Chen Mingjie, director of the Beijing Municipal Cultural Heritage Bureau, said at the 2022 Beijing (International) Canal Cultural Festival earlier this month that a series of new archaeological discoveries have enriched the Grand Canal culture.
Since 2021, the bureau has initiated 102 archaeological excavation projects along the Beijing section of the Grand Canal, covering an area of about 100,000 square meters, in order to clarify its spatial distribution and status.
"The archaeological work at the ancient city of Luxian dating back to the Han Dynasty (202 B.C.-220 A.D.) has clarified the status of its south gate, where archaeologists have found wooden and bamboo slips from the Eastern Han Dynasty (25-220), representing the first of such discoveries in Beijing," Chen said.
Over the past year, a total of 126 cultural relics protection projects have been carried out in seven districts along the Beijing section of the Grand Canal, Chen added.
A public park will be opened at the Grand Canal source in October, where cultural restoration, protection, digitization and archive management have been carried out to better protect the cultural relics.
Relocation of inhabitants in the planned park area has been completed, Chen said, adding that the archaeological work has helped verify 88 ancient bridges with traffic functions along the Beijing section of the canal.
With a history of more than 2,500 years, the Grand Canal connects Beijing and Hangzhou in east China's Zhejiang Province.

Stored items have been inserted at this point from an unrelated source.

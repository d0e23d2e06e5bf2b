//! `playport all` command.

use tracing::info;

use super::{init, pages, specs, Workspace};
use crate::context::ServiceContext;

/// Scaffolds the output project, then converts page objects, then tests.
///
/// A failed page pass stops the run before tests are converted.
///
/// # Errors
///
/// Returns the first error from any step.
pub async fn run(ctx: &ServiceContext, workspace: &Workspace) -> Result<(), String> {
    init::run(ctx, workspace)?;
    let page_report = pages::run(ctx, workspace).await?;
    let spec_report = specs::run(ctx, workspace).await?;
    info!(
        pages = page_report.written(),
        specs = spec_report.written(),
        failed = page_report.failed() + spec_report.failed(),
        output = %workspace.output.display(),
        "migration finished"
    );
    Ok(())
}
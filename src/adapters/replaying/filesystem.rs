//! Replaying adapter for the `FileSystem` port.

use std::path::Path;
use std::sync::Mutex;

use tracing::warn;

use super::{next_output, replay_next};
use crate::cassette::replayer::CassetteReplayer;
use crate::ports::filesystem::FileSystem;

/// Replays recorded filesystem operations; nothing touches the disk.
pub struct ReplayingFileSystem {
    replayer: Mutex<CassetteReplayer>,
}

impl ReplayingFileSystem {
    /// Creates a new replaying filesystem from a cassette replayer.
    #[must_use]
    pub fn new(replayer: CassetteReplayer) -> Self {
        Self { replayer: Mutex::new(replayer) }
    }

    fn flag(&self, method: &str) -> bool {
        match next_output(&self.replayer, "fs", method) {
            Ok(output) => output.as_bool().unwrap_or(false),
            Err(e) => {
                warn!(error = %e, "replayed filesystem diverged from recording");
                false
            }
        }
    }
}

impl FileSystem for ReplayingFileSystem {
    fn read_to_string(
        &self,
        _path: &Path,
    ) -> Result<String, Box<dyn std::error::Error + Send + Sync>> {
        replay_next(&self.replayer, "fs", "read_to_string")
    }

    fn write(
        &self,
        _path: &Path,
        _contents: &str,
    ) -> Result<(), Box<dyn std::error::Error + Send + Sync>> {
        replay_next(&self.replayer, "fs", "write")
    }

    fn create_dir_all(&self, _path: &Path) -> Result<(), Box<dyn std::error::Error + Send + Sync>> {
        replay_next(&self.replayer, "fs", "create_dir_all")
    }

    fn is_dir(&self, _path: &Path) -> bool {
        self.flag("is_dir")
    }

    fn list_dir(
        &self,
        _path: &Path,
    ) -> Result<Vec<String>, Box<dyn std::error::Error + Send + Sync>> {
        replay_next(&self.replayer, "fs", "list_dir")
    }
}
//! Recording adapters that delegate to a live port and capture each call.

pub mod filesystem;
pub mod llm;

use serde::Serialize;
use serde_json::Value;

use crate::cassette::session::SharedRecorder;

pub use filesystem::RecordingFileSystem;
pub use llm::RecordingLlmClient;

/// Records an infallible call.
///
/// Mirror of `replaying::next_output`.
pub(crate) fn record_interaction<I, O>(
    recorder: &SharedRecorder,
    port: &str,
    method: &str,
    input: &I,
    output: &O,
) where
    I: Serialize,
    O: Serialize,
{
    let input = serde_json::to_value(input).unwrap_or(Value::Null);
    let output = serde_json::to_value(output).unwrap_or(Value::Null);
    push(recorder, port, method, input, output);
}

/// Records a fallible call as `{"Ok": v}` or `{"Err": message}`.
///
/// Mirror of `replaying::replay_result`.
pub(crate) fn record_result<T, E, I>(
    recorder: &SharedRecorder,
    port: &str,
    method: &str,
    input: &I,
    result: &Result<T, E>,
) where
    T: Serialize,
    E: std::fmt::Display,
    I: Serialize,
{
    let input = serde_json::to_value(input).unwrap_or(Value::Null);
    let output = match result {
        Ok(v) => serde_json::json!({ "Ok": serde_json::to_value(v).unwrap_or(Value::Null) }),
        Err(e) => serde_json::json!({ "Err": e.to_string() }),
    };
    push(recorder, port, method, input, output);
}

fn push(recorder: &SharedRecorder, port: &str, method: &str, input: Value, output: Value) {
    let mut guard = recorder.lock().unwrap_or_else(std::sync::PoisonError::into_inner);
    guard.record(port, method, input, output);
}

It served as a significant transportation artery in ancient China. A stretch of over 1,000 km of the canal was declared a world heritage site in 2014.
Beijing's Tongzhou District serves as the north end of the Beijing-Hangzhou Grand Canal, from where grain was shipped to China's imperial capital in ancient times.
In June 2021, the Beijing section of the Grand Canal and its Langfang section in Hebei were opened for tourism at the same time. This was the first time that Beijing launched an inter-provincial waterway and inter-provincial water transport for tourism.